House Infernal by Edward Lee
Page 29
"Probably just three messed-up people living a delusion," Venetia suggested.
"Yeah," he conceded. "Hey, do you mind if I stop by the substation real quick before I take you back? I'll just be a couple minutes."
"That's fine," she said, almost half asleep now in the seat.
"Once they bring Dougie back from the hospital, I have to make damn sure I have a suicide watch on him."
"You really think he's suicidal?"
"Yeah, because Freddie and Sue didn't seem suicidal but they knocked themselves off anyway. They even told me they would. I can't have the same happening to Dougie."
Suicide cult. The words thumped in her head. A Satanic one ... It all seemed unreal, or so distant as to have no meaning, like reading of such things in the papers and just thinking, Oh, how strange.
But here it was, right in her face.
A phantom sensation from the knife-point continued to prick her neck, and she shuddered when she recalled the feel of Dougie's hand mauling her breast and crotch.
Berns parked in front of the Wammsport substation. "I'll be back in five minutes," he promised.
"Mmmm," she said.
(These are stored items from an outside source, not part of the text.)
//! Application state shared across handlers.

use animetoken_core::Settings;
use animetoken_storage::PgPool;
use animetoken_storage::feed::ChangeFeed;

pub struct AppState {
    pub pool: PgPool,
    pub feed: ChangeFeed,
    pub settings: Settings,
}
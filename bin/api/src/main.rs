//! ANIME.TOKEN API Server — wallet-linked profiles, the collection/NFT
//! registry, the mint job queue, and the social graph, served over JSON with
//! a WebSocket row-change feed.

mod handlers;
mod response;
mod routes;
mod state;
mod validate;

use std::net::SocketAddr;
use std::sync::Arc;

use animetoken_core::{Settings, telemetry};
use animetoken_storage::{self as storage, feed::ChangeFeed};
use state::AppState;

#[tokio::main]
async fn main() {
    telemetry::init();
    let settings = Settings::from_env().expect("Failed to load settings");

    tracing::info!("Starting ANIME.TOKEN API Server");

    // Connect to database
    let pool = storage::connect(&settings.database_url)
        .await
        .expect("Failed to connect to database");

    // Run migrations
    sqlx::migrate!("../../migrations")
        .run(&pool)
        .await
        .expect("Failed to run migrations");

    tracing::info!("Database ready");

    let state = Arc::new(AppState {
        pool,
        feed: ChangeFeed::default(),
        settings: settings.clone(),
    });

    let app = routes::create(state);

    let addr = SocketAddr::from(([0, 0, 0, 0], settings.api_port));
    tracing::info!("Listening on http://{}", addr);

    let listener = tokio::net::TcpListener::bind(addr).await.unwrap();
    axum::serve(listener, app).await.unwrap();
}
She was closing her eyes. I'll just take a nap while he's inside....
The half-sleep felt luxurious after being terrorized at the store. Thank you, God.... But it was true, she could have been killed, easily. She saw calm blackness behind her eyes. Her window was open, and she could feel a gentle breeze caress her face.
But then the strangest image flitted into her head: a wristwatch-was it hers?-but the hands were spinning backward, then forward, the day and date doing the same, until it got to the point where each second was a time hours off of the second previous.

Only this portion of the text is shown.